Doch Gefahren kommen und gehen. Wer sich gestern einen Atombunker in den Garten pflanzte, hinterlässt heute seinen Erben eine bis dato ungenutzte unterirdische Schrottimmobilie, die wieder loszuwerden ein kostspieliges Unterfangen ist. Einer dieser vergessenen Orte unterhalb der Erdkrume findet sich in Wiltshire, wo sich die Luftstreitkräfte des Vereinigten Königreichs in den Dreißigerjahren des letzten Jahrhunderts tief in den Boden eingegraben haben, um sich vor Angriffen aus der Luft zu schützen. Nach dem Sieg über Nazideutschland wurde das Areal um das Dörfchen Chilmark vornehmlich als Waffendepot genutzt, verlor aber mit dem Ende des Kalten Krieges an strategischer Bedeutung und wurde 1995 von der RAF endgültig aufgegeben. Geblieben ist eine unterirdische Brache – inklusive eines ausrangierten Atomschutzbunkers.
Und so wuchs seitdem Gras über die ungenutzte Liegenschaft – und das sogar unterirdisch, wie sich herausstellte. Letzten Mittwoch offenbarte sich etwas, das es so in England noch nicht gegeben hatte: Zu mitternächtlicher Stunde blies die Polizei zum Generalangriff auf den in den 80er Jahren gebauten Atombunker, und zum Vorschein kam eine Cannabis-Farm, deren Wert inklusive sichergestellter Ernte auf über eine Million Pfund geschätzt wird. Der Zugriff war für die Polizei eine filigrane Sache, da der Zugang zur Anlage durch eine intakte Atomschutztür gesichert war und ein gewaltsames Eindringen unnötige Risiken mit sich gebracht hätte. Also legten sich Beamten auf die Lauer, bis sich die Tür zu nachtschlafender Zeit von selbst öffnete. An die frische Luft traten drei Personen, die sich widerstandslos festnehmen ließen und den Schlüssel aushändigten. Im Bunker, der sich auf zwanzig Räume in zwei Etagen aufteilt, stieß die Polizei auf drei weitere Gärtner und mehrere Tausend Hanfpflanzen.

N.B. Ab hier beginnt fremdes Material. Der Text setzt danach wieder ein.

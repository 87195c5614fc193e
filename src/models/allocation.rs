//! Food budget breakdown results
//!
//! A breakdown splits a cycle into week-aligned spending blocks, each with a
//! prorated share of the budget. Blocks are only built by
//! [`crate::services::allocator`] and are read-only afterwards.

use chrono::{Datelike, NaiveDate};
use serde::Serialize;

use super::cycle::CycleRange;
use crate::error::AllocationError;

/// A contiguous run of days ending on a Sunday or on the last day of the cycle
#[derive(Debug, Clone, PartialEq, Serialize)]
#[serde(rename_all = "camelCase")]
pub struct SpendingBlock {
    range_label: String,
    start_date: NaiveDate,
    end_date: NaiveDate,
    day_count: u32,
    block_budget: f64,
    cumulative_remainder: f64,
    is_current: bool,
    is_past: bool,
}

impl SpendingBlock {
    pub(crate) fn new(
        start_date: NaiveDate,
        end_date: NaiveDate,
        day_count: u32,
        block_budget: f64,
        cumulative_remainder: f64,
        today: NaiveDate,
    ) -> Self {
        Self {
            range_label: format!(
                "{} - {}",
                start_date.format("%-d %b"),
                end_date.format("%-d %b")
            ),
            start_date,
            end_date,
            day_count,
            block_budget,
            cumulative_remainder,
            is_current: today >= start_date && today <= end_date,
            is_past: end_date < today,
        }
    }

    /// "26 Jan - 1 Feb"
    pub fn range_label(&self) -> &str {
        &self.range_label
    }

    pub fn start_date(&self) -> NaiveDate {
        self.start_date
    }

    pub fn end_date(&self) -> NaiveDate {
        self.end_date
    }

    /// Number of days in the block, 1-7
    pub fn day_count(&self) -> u32 {
        self.day_count
    }

    /// Share of the budget for this block
    pub fn block_budget(&self) -> f64 {
        self.block_budget
    }

    /// Budget left once this block's share is spent
    pub fn cumulative_remainder(&self) -> f64 {
        self.cumulative_remainder
    }

    pub fn is_current(&self) -> bool {
        self.is_current
    }

    pub fn is_past(&self) -> bool {
        self.is_past
    }

    pub fn start_day_of_month(&self) -> u32 {
        self.start_date.day()
    }

    pub fn end_day_of_month(&self) -> u32 {
        self.end_date.day()
    }
}

/// The full breakdown of a budget over a cycle
#[derive(Debug, Clone, PartialEq, Serialize)]
#[serde(rename_all = "camelCase")]
pub struct AllocationResult {
    pub(crate) range_start: NaiveDate,
    pub(crate) range_end: NaiveDate,
    pub(crate) blocks: Vec<SpendingBlock>,
    pub(crate) total_budget: f64,
    pub(crate) daily_budget: f64,
    pub(crate) progress_percent: f64,
}

impl AllocationResult {
    pub fn blocks(&self) -> &[SpendingBlock] {
        &self.blocks
    }

    pub fn range(&self) -> CycleRange {
        CycleRange::new(self.range_start, self.range_end)
    }

    pub fn total_budget(&self) -> f64 {
        self.total_budget
    }

    pub fn daily_budget(&self) -> f64 {
        self.daily_budget
    }

    /// Block-weighted completion of the cycle, 0-100
    pub fn progress_percent(&self) -> f64 {
        self.progress_percent
    }

    /// The block containing today, with its index
    ///
    /// Fails with [`AllocationError::NoCurrentBlock`] when today is outside the cycle.
    pub fn current_block(&self) -> Result<(usize, &SpendingBlock), AllocationError> {
        self.blocks
            .iter()
            .enumerate()
            .find(|(_, block)| block.is_current())
            .ok_or(AllocationError::NoCurrentBlock)
    }

    /// Sum of all block budgets
    pub fn allocated_total(&self) -> f64 {
        self.blocks.iter().map(SpendingBlock::block_budget).sum()
    }
}

#[cfg(test)]
mod tests {
    use super::*;

    fn date(y: i32, m: u32, d: u32) -> NaiveDate {
        NaiveDate::from_ymd_opt(y, m, d).unwrap()
    }

    #[test]
    fn test_block_label_and_flags() {
        let block = SpendingBlock::new(
            date(2026, 1, 26),
            date(2026, 2, 1),
            7,
            700.0,
            2300.0,
            date(2026, 1, 28),
        );
        assert_eq!(block.range_label(), "26 Jan - 1 Feb");
        assert_eq!(block.start_day_of_month(), 26);
        assert_eq!(block.end_day_of_month(), 1);
        assert!(block.is_current());
        assert!(!block.is_past());
    }

    #[test]
    fn test_past_block() {
        let block = SpendingBlock::new(
            date(2026, 6, 1),
            date(2026, 6, 7),
            7,
            700.0,
            2300.0,
            date(2026, 6, 8),
        );
        assert!(block.is_past());
        assert!(!block.is_current());
    }

    #[test]
    fn test_no_current_block() {
        let result = AllocationResult {
            range_start: date(2026, 6, 1),
            range_end: date(2026, 6, 7),
            blocks: vec![SpendingBlock::new(
                date(2026, 6, 1),
                date(2026, 6, 7),
                7,
                70.0,
                0.0,
                date(2026, 7, 1),
            )],
            total_budget: 70.0,
            daily_budget: 10.0,
            progress_percent: 100.0,
        };
        assert_eq!(result.current_block().unwrap_err(), AllocationError::NoCurrentBlock);
        assert_eq!(result.range().total_days(), 7);
    }
}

Der Umstand, dass vier der angetroffenen Männer noch jung an Jahren und vietnamesischer Abstammung sind, lässt die Polizei spekulieren, dass diese wie Sklaven gehalten wurden. Nun gilt es nachzuweisen, ob die Gärtner in der Lage waren, sich frei zu bewegen, oder tatsächlich Opfer organisierten Menschenhandels geworden sind. Inwieweit dieser Verdacht berechtigt ist, lässt sich nur schwer beurteilen. Die Polizei glaubt dafür Indizien zu haben, da bereits vergangenes Jahr einige hochprofessionelle Grows gebustet wurden, deren Personal sich aus illegal eingereisten Vietnamesen rekrutierte.
Die Masche ist übrigens nicht neu: 2012 ist in Düsseldorf ein ähnlicher Hanfanbaubetrieb aufgeflogen. Damals hob die Polizei eine mit rund 3000 Pflanzen bestückte Plantage aus – in einem Luftschutzhochbunker, betreut von acht grünen Daumen, die vier vietnamesischen Gärtnern gehörten.